Unlike the type of bone-conduction device used today, the new hearing implant does not need to be anchored in the skull bone using a titanium screw through the skin. The patient has no need to fear losing the screw and there is no risk of skin infections arising around the fixing.

Diagram showing the implanted devicethe actual implanted and external parts of the device

The device has two parts, one exterior processor and one implant The implant is slightly less than six centimetres long. By a surgical procedure, it is inserted just behind the ear, under the skin, into the bone itself. The coil at the upper end operates using magnetic induction with the outer, visible component, a sound processor that the patient easily can attach to or remove from the head.

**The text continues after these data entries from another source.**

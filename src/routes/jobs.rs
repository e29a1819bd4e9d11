use axum::body::Body;
use axum::extract::{Path, State};
use axum::http::{header, StatusCode};
use axum::response::{IntoResponse, Response};
use axum::Json;

use crate::app_state::AppState;
use crate::models::request::{AbortResponse, ErrorResponse};

/// POST /api/jobs/{job_id}/abort: cancel a running job. It stops after its
/// current group and ends with an `INTERRUPTED` error event.
pub async fn abort_job(
    State(state): State<AppState>,
    Path(job_id): Path<String>,
) -> Result<Json<AbortResponse>, (StatusCode, Json<ErrorResponse>)> {
    if !state.jobs.registry().cancel(&job_id) {
        return Err(not_found(format!("job {} is not running", job_id)));
    }
    tracing::info!(job_id = %job_id, "Abort requested");
    Ok(Json(AbortResponse {
        job_id,
        status: "aborting".to_string(),
    }))
}

/// GET /api/logs/{job_id}: the job's JSON-lines log file.
pub async fn download_log(State(state): State<AppState>, Path(job_id): Path<String>) -> Response {
    if !is_safe_job_id(&job_id) {
        return bad_request("invalid job id");
    }
    let path = state.paths.log_file(&job_id);
    match tokio::fs::read(&path).await {
        Ok(content) => {
            attachment("application/x-ndjson", &format!("analysis-{}.log", job_id), content)
        }
        Err(_) => not_found(format!("no log for job {}", job_id)).into_response(),
    }
}

/// GET /api/exports/{file}: one CSV batch export.
pub async fn download_export(State(state): State<AppState>, Path(file): Path<String>) -> Response {
    let path = match state.exporter.resolve(&file) {
        Ok(path) => path,
        Err(e) => return bad_request(&e.to_string()),
    };
    match tokio::fs::read(&path).await {
        Ok(content) => attachment("text/csv; charset=utf-8", &file, content),
        Err(_) => not_found(format!("export {} not found", file)).into_response(),
    }
}

fn is_safe_job_id(job_id: &str) -> bool {
    !job_id.is_empty()
        && job_id.len() <= 64
        && job_id.chars().all(|c| c.is_ascii_alphanumeric() || c == '-' || c == '_')
}

fn attachment(content_type: &'static str, file_name: &str, content: Vec<u8>) -> Response {
    (
        [
            (header::CONTENT_TYPE, content_type.to_string()),
            (header::CONTENT_DISPOSITION, format!("attachment; filename=\"{}\"", file_name)),
        ],
        Body::from(content),
    )
        .into_response()
}

fn not_found(error: String) -> (StatusCode, Json<ErrorResponse>) {
    (StatusCode::NOT_FOUND, Json(ErrorResponse { error, details: None }))
}

fn bad_request(error: &str) -> Response {
    (
        StatusCode::BAD_REQUEST,
        Json(ErrorResponse {
            error: error.to_string(),
            details: None,
        }),
    )
        .into_response()
}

The external sound processor is held in place using two magnets. The titanium screw through the skin, used in other techniques, is replaced by an inductive link that transmits sound from the patient’s surroundings through the intact skin to an internal receiver. The audio signal is transmitted to a tiny quadratic loudspeaker anchored to the bone near the auditory canal. The speaker generates sound vibrations which reach the sensory organs of the cochlea. The toughest challenge has been to make it sufficiently small, while effective enough.

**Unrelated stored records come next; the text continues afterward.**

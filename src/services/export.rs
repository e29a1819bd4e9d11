use std::path::{Path, PathBuf};

use crate::models::row::RowResult;

const CSV_HEADERS: [&str; 4] = ["序号", "原始文本", "识别到的病种", "状态"];

/// Writes checkpoint batches as CSV files under one directory and resolves
/// download names back to paths.
#[derive(Debug, Clone)]
pub struct BatchExporter {
    dir: PathBuf,
}

impl BatchExporter {
    pub fn new(dir: impl Into<PathBuf>) -> Self {
        Self { dir: dir.into() }
    }

    pub fn dir(&self) -> &Path {
        &self.dir
    }

    pub fn file_name(batch_number: usize, job_id: &str) -> String {
        format!("batch-{}-{}.csv", batch_number, job_id)
    }

    /// Write one batch and return its file name (relative to the export dir).
    pub async fn write_batch(
        &self,
        job_id: &str,
        batch_number: usize,
        results: &[RowResult],
    ) -> Result<String, ExportError> {
        tokio::fs::create_dir_all(&self.dir).await?;
        let name = Self::file_name(batch_number, job_id);
        tokio::fs::write(self.dir.join(&name), render_csv(results)).await?;
        tracing::debug!(job_id, batch_number, rows = results.len(), file = %name, "Batch exported");
        Ok(name)
    }

    /// Map a client-supplied name to a file inside the export dir.
    pub fn resolve(&self, name: &str) -> Result<PathBuf, ExportError> {
        let safe = !name.is_empty()
            && !name.contains("..")
            && !name.contains('/')
            && !name.contains('\\')
            && name.ends_with(".csv");
        if !safe {
            return Err(ExportError::InvalidName(name.to_string()));
        }
        Ok(self.dir.join(name))
    }
}

/// Render results as CSV. Row numbers are 1-based.
pub fn render_csv(results: &[RowResult]) -> String {
    let mut out = CSV_HEADERS.join(",");
    for result in results {
        let status = match result.error_label() {
            Some(label) => format!("失败: {}", label),
            None => "成功".to_string(),
        };
        out.push('\n');
        out.push_str(&(result.index + 1).to_string());
        out.push(',');
        out.push_str(&quote(&result.original_text));
        out.push(',');
        out.push_str(&quote(&result.diseases.join("; ")));
        out.push(',');
        out.push_str(&quote(&status));
    }
    out.push('\n');
    out
}

fn quote(field: &str) -> String {
    format!("\"{}\"", field.replace('"', "\"\""))
}

#[derive(Debug, thiserror::Error)]
pub enum ExportError {
    #[error("Export I/O error: {0}")]
    Io(#[from] std::io::Error),

    #[error("Invalid export file name: {0}")]
    InvalidName(String),
}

“Once the implant was in place, we tested its function and everything seems to be working as intended so far. Now, the wound needs to heal for six weeks before we can turn the hearing sound processor on”, said Måns Eeg-Olofsson, Senior Physician at Sahlgrenska University Hospital, Gothenburg, who has been in charge of the medical aspects of the project for the past two years.

“Patients can probably have a neural impairment of down to 30-40 dB even in the cochlea. We are going to try to establish how much of an impairment can be tolerated through this clinical study”, said Bo Håkansson.

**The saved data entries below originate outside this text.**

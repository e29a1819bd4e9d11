use serde::{Deserialize, Serialize};
use strum::{Display, EnumString};

/// Classification of a failed LLM attempt.
///
/// Serialized in SCREAMING_SNAKE_CASE so stream consumers see `LLM_TIMEOUT`,
/// `NETWORK`, etc.
#[derive(Debug, Clone, Copy, Serialize, Deserialize, EnumString, Display, PartialEq, Eq, Hash)]
#[serde(rename_all = "SCREAMING_SNAKE_CASE")]
#[strum(serialize_all = "SCREAMING_SNAKE_CASE")]
pub enum ErrorKind {
    LlmTimeout,
    Network,
    ResponseParse,
    LlmCall,
    Unknown,
}

/// Keyword groups checked in priority order; the first group with a match wins.
/// Matching is case-sensitive.
const CLASSIFICATION_RULES: &[(ErrorKind, &[&str])] = &[
    (ErrorKind::LlmTimeout, &["timeout", "Timeout", "timed out"]),
    (
        ErrorKind::Network,
        &[
            "network",
            "ECONNREFUSED",
            "ETIMEDOUT",
            "connection refused",
            "error sending request",
            "dns error",
        ],
    ),
    (ErrorKind::ResponseParse, &["parse", "JSON", "decoding"]),
    (ErrorKind::LlmCall, &["API", "LLM", "model"]),
];

impl ErrorKind {
    /// Classify an error message by substring match.
    pub fn classify(message: &str) -> Self {
        CLASSIFICATION_RULES
            .iter()
            .find(|(_, keywords)| keywords.iter().any(|k| message.contains(k)))
            .map(|(kind, _)| *kind)
            .unwrap_or(ErrorKind::Unknown)
    }
}

/// One unit of work: a single non-blank text cell.
#[derive(Debug, Clone)]
pub struct RowTask {
    /// 0-based position in the job's row sequence.
    pub index: usize,
    pub text: String,
    /// 0-based retry counter, advanced by the invoker.
    pub attempt: u32,
}

impl RowTask {
    pub fn new(index: usize, text: impl Into<String>) -> Self {
        Self {
            index,
            text: text.into(),
            attempt: 0,
        }
    }
}

/// Terminal outcome for one row. Never mutated after creation.
#[derive(Debug, Clone, Serialize, Deserialize, PartialEq)]
#[serde(rename_all = "camelCase")]
pub struct RowResult {
    pub index: usize,
    pub original_text: String,
    /// Empty means "no diseases found", which is a success.
    #[serde(default)]
    pub diseases: Vec<String>,
    #[serde(default, skip_serializing_if = "Option::is_none")]
    pub error: Option<ErrorKind>,
    #[serde(default, skip_serializing_if = "Option::is_none")]
    pub error_message: Option<String>,
    #[serde(default)]
    pub retryable: bool,
    #[serde(default)]
    pub processing_time_ms: u64,
}

impl RowResult {
    pub fn success(task: &RowTask, diseases: Vec<String>, processing_time_ms: u64) -> Self {
        Self {
            index: task.index,
            original_text: task.text.clone(),
            diseases,
            error: None,
            error_message: None,
            retryable: false,
            processing_time_ms,
        }
    }

    pub fn failure(
        task: &RowTask,
        kind: ErrorKind,
        message: impl Into<String>,
        retryable: bool,
        processing_time_ms: u64,
    ) -> Self {
        Self {
            index: task.index,
            original_text: task.text.clone(),
            diseases: Vec::new(),
            error: Some(kind),
            error_message: Some(message.into()),
            retryable,
            processing_time_ms,
        }
    }

    pub fn is_success(&self) -> bool {
        self.error.is_none()
    }

    /// `KIND: message` as shown to the client.
    pub fn error_label(&self) -> Option<String> {
        self.error.map(|kind| match &self.error_message {
            Some(msg) => format!("{}: {}", kind, msg),
            None => kind.to_string(),
        })
    }
}

/// Running totals maintained incrementally by the scheduler.
#[derive(Debug, Clone, Copy, Default, PartialEq, Eq, Serialize, Deserialize)]
#[serde(rename_all = "camelCase")]
pub struct Aggregates {
    pub processed_count: usize,
    pub success_count: usize,
    pub failure_count: usize,
    pub total_diseases: usize,
}

impl Aggregates {
    pub fn record(&mut self, result: &RowResult) {
        self.processed_count += 1;
        if result.is_success() {
            self.success_count += 1;
            self.total_diseases += result.diseases.len();
        } else {
            self.failure_count += 1;
        }
    }

    /// Rebuild totals from a stored result list (legacy checkpoints only).
    pub fn from_results(results: &[RowResult]) -> Self {
        let mut aggregates = Self::default();
        for result in results {
            aggregates.record(result);
        }
        aggregates
    }
}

If the technique works, patients have even more to gain. Earlier tests indicate that the volume may be around 5 decibels higher and the quality of sound at high frequencies will be better with BCI than with previous bone-anchored techniques.

Now it’s soon time to activate the first patient’s implant, and adapt it to the patient’s hearing and wishes. Then hearing tests and checks will be performed roughly every three months until a year after the operation.

“At that point, we will end the process with a final X-ray examination and final hearing tests. If we get good early indications we will continue operating other patients during this spring already”, said Måns Eeg-Olofsson.

The researchers anticipate being able to present the first clinical results in early 2013. But when will the bone-conduction implant be ready for regular patients?

“According to our plans, it could happen within a year or two. For the new technique to quickly achieve widespread use, major investments are needed right now, at the development stage”, said Bo Håkansson.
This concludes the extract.